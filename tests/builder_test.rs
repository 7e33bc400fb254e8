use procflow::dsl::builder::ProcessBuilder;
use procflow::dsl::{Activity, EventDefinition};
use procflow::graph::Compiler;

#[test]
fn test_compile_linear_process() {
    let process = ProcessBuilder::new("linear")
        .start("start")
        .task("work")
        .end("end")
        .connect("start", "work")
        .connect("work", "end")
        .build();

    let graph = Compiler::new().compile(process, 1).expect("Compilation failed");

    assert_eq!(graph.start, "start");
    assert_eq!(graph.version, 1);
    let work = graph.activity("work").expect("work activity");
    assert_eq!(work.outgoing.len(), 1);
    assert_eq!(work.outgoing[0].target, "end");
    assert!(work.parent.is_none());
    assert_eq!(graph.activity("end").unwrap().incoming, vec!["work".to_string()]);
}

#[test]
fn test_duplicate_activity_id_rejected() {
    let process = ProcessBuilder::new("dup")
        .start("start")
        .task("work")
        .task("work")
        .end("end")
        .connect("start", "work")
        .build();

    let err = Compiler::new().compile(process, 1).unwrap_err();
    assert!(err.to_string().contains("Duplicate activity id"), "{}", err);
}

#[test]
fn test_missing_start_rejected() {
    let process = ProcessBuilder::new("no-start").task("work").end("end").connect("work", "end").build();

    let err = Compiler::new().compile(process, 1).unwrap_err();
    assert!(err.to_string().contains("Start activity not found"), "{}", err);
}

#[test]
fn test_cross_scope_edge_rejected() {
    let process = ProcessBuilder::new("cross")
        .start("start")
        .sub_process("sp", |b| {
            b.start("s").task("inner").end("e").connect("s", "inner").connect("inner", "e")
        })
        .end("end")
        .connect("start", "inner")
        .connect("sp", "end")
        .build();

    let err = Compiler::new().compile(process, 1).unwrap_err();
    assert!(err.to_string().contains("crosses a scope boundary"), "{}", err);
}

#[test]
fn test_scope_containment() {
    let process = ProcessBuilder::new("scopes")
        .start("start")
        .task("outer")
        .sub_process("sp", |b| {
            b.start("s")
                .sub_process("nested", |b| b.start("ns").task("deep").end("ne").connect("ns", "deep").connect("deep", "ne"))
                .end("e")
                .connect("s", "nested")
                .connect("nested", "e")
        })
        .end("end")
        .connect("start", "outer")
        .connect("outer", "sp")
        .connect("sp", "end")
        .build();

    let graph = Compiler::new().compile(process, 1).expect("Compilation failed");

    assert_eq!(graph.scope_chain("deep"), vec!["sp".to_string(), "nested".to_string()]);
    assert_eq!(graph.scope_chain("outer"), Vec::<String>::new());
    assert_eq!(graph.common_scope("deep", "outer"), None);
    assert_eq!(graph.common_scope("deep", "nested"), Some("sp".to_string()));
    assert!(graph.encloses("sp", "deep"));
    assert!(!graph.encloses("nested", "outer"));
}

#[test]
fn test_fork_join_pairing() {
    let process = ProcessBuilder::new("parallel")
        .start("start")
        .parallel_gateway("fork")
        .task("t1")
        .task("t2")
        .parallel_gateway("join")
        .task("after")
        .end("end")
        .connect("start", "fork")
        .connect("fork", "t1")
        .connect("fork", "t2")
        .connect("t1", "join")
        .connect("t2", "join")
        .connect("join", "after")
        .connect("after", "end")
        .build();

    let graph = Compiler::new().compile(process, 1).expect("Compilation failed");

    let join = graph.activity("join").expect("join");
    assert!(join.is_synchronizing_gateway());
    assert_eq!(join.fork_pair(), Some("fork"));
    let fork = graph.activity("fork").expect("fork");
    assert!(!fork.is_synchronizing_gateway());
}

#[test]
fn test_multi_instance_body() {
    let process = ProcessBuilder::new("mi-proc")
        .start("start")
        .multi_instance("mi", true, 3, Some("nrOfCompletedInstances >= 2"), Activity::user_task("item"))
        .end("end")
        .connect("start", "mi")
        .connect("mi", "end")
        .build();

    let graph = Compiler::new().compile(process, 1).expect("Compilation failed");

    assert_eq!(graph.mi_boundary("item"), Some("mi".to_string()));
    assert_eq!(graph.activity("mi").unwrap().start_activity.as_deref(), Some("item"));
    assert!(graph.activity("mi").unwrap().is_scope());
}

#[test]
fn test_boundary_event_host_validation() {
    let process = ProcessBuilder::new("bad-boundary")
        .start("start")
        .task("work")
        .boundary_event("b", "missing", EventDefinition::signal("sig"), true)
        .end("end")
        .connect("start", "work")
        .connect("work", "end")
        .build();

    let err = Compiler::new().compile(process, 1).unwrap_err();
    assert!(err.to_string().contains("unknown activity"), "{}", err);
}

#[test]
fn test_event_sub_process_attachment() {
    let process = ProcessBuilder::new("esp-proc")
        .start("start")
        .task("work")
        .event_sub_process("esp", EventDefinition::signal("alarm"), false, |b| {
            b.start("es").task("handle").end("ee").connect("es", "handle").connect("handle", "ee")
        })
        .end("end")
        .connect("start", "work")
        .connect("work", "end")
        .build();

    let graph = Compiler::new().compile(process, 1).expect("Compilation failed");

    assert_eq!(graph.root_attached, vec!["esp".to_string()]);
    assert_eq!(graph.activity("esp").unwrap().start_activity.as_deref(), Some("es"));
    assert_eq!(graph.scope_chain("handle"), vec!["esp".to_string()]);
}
————————
=== Your task ===
Produce a verbatim copy of each record above.

=== Task answer ===
filename tests/builder_test.rs
repository 7e33bc400fb254e8
use procflow::dsl::builder::ProcessBuilder;
use procflow::dsl::{Activity, EventDefinition};
use procflow::graph::Compiler;

#[test]
fn test_compile_linear_process() {
    let process = ProcessBuilder::new("linear")
        .start("start")
        .task("work")
        .end("end")
        .connect("start", "work")
        .connect("work", "end")
        .build();

    let graph = Compiler::new().compile(process, 1).expect("Compilation failed");

    assert_eq!(graph.start, "start");
    assert_eq!(graph.version, 1);
    let work = graph.activity("work").expect("work activity");
    assert_eq!(work.outgoing.len(), 1);
    assert_eq!(work.outgoing[0].target, "end");
    assert!(work.parent.is_none());
    assert_eq!(graph.activity("end").unwrap().incoming, vec!["work".to_string()]);
}

#[test]
fn test_duplicate_activity_id_rejected() {
    let process = ProcessBuilder::new("dup")
        .start("start")
        .task("work")
        .task("work")
        .end("end")
        .connect("start", "work")
        .build();

    let err = Compiler::new().compile(process, 1).unwrap_err();
    assert!(err.to_string().contains("Duplicate activity id"), "{}", err);
}

#[test]
fn test_missing_start_rejected() {
    let process = ProcessBuilder::new("no-start").task("work").end("end").connect("work", "end").build();

    let err = Compiler::new().compile(process, 1).unwrap_err();
    assert!(err.to_string().contains("Start activity not found"), "{}", err);
}

#[test]
fn test_cross_scope_edge_rejected() {
    let process = ProcessBuilder::new("cross")
        .start("start")
        .sub_process("sp", |b| {
            b.start("s").task("inner").end("e").connect("s", "inner").connect("inner", "e")
        })
        .end("end")
        .connect("start", "inner")
        .connect("sp", "end")
        .build();

    let err = Compiler::new().compile(process, 1).unwrap_err();
    assert!(err.to_string().contains("crosses a scope boundary"), "{}", err);
}

#[test]
fn test_scope_containment() {
    let process = ProcessBuilder::new("scopes")
        .start("start")
        .task("outer")
        .sub_process("sp", |b| {
            b.start("s")
                .sub_process("nested", |b| b.start("ns").task("deep").end("ne").connect("ns", "deep").connect("deep", "ne"))
                .end("e")
                .connect("s", "nested")
                .connect("nested", "e")
        })
        .end("end")
        .connect("start", "outer")
        .connect("outer", "sp")
        .connect("sp", "end")
        .build();

    let graph = Compiler::new().compile(process, 1).expect("Compilation failed");

    assert_eq!(graph.scope_chain("deep"), vec!["sp".to_string(), "nested".to_string()]);
    assert_eq!(graph.scope_chain("outer"), Vec::<String>::new());
    assert_eq!(graph.common_scope("deep", "outer"), None);
    assert_eq!(graph.common_scope("deep", "nested"), Some("sp".to_string()));
    assert!(graph.encloses("sp", "deep"));
    assert!(!graph.encloses("nested", "outer"));
}

#[test]
fn test_fork_join_pairing() {
    let process = ProcessBuilder::new("parallel")
        .start("start")
        .parallel_gateway("fork")
        .task("t1")
        .task("t2")
        .parallel_gateway("join")
        .task("after")
        .end("end")
        .connect("start", "fork")
        .connect("fork", "t1")
        .connect("fork", "t2")
        .connect("t1", "join")
        .connect("t2", "join")
        .connect("join", "after")
        .connect("after", "end")
        .build();

    let graph = Compiler::new().compile(process, 1).expect("Compilation failed");

    let join = graph.activity("join").expect("join");
    assert!(join.is_synchronizing_gateway());
    assert_eq!(join.fork_pair(), Some("fork"));
    let fork = graph.activity("fork").expect("fork");
    assert!(!fork.is_synchronizing_gateway());
}

#[test]
fn test_multi_instance_body() {
    let process = ProcessBuilder::new("mi-proc")
        .start("start")
        .multi_instance("mi", true, 3, Some("nrOfCompletedInstances >= 2"), Activity::user_task("item"))
        .end("end")
        .connect("start", "mi")
        .connect("mi", "end")
        .build();

    let graph = Compiler::new().compile(process, 1).expect("Compilation failed");

    assert_eq!(graph.mi_boundary("item"), Some("mi".to_string()));
    assert_eq!(graph.activity("mi").unwrap().start_activity.as_deref(), Some("item"));
    assert!(graph.activity("mi").unwrap().is_scope());
}

#[test]
fn test_boundary_event_host_validation() {
    let process = ProcessBuilder::new("bad-boundary")
        .start("start")
        .task("work")
        .boundary_event("b", "missing", EventDefinition::signal("sig"), true)
        .end("end")
        .connect("start", "work")
        .connect("work", "end")
        .build();

    let err = Compiler::new().compile(process, 1).unwrap_err();
    assert!(err.to_string().contains("unknown activity"), "{}", err);
}

#[test]
fn test_event_sub_process_attachment() {
    let process = ProcessBuilder::new("esp-proc")
        .start("start")
        .task("work")
        .event_sub_process("esp", EventDefinition::signal("alarm"), false, |b| {
            b.start("es").task("handle").end("ee").connect("es", "handle").connect("handle", "ee")
        })
        .end("end")
        .connect("start", "work")
        .connect("work", "end")
        .build();

    let graph = Compiler::new().compile(process, 1).expect("Compilation failed");

    assert_eq!(graph.root_attached, vec!["esp".to_string()]);
    assert_eq!(graph.activity("esp").unwrap().start_activity.as_deref(), Some("es"));
    assert_eq!(graph.scope_chain("handle"), vec!["esp".to_string()]);
}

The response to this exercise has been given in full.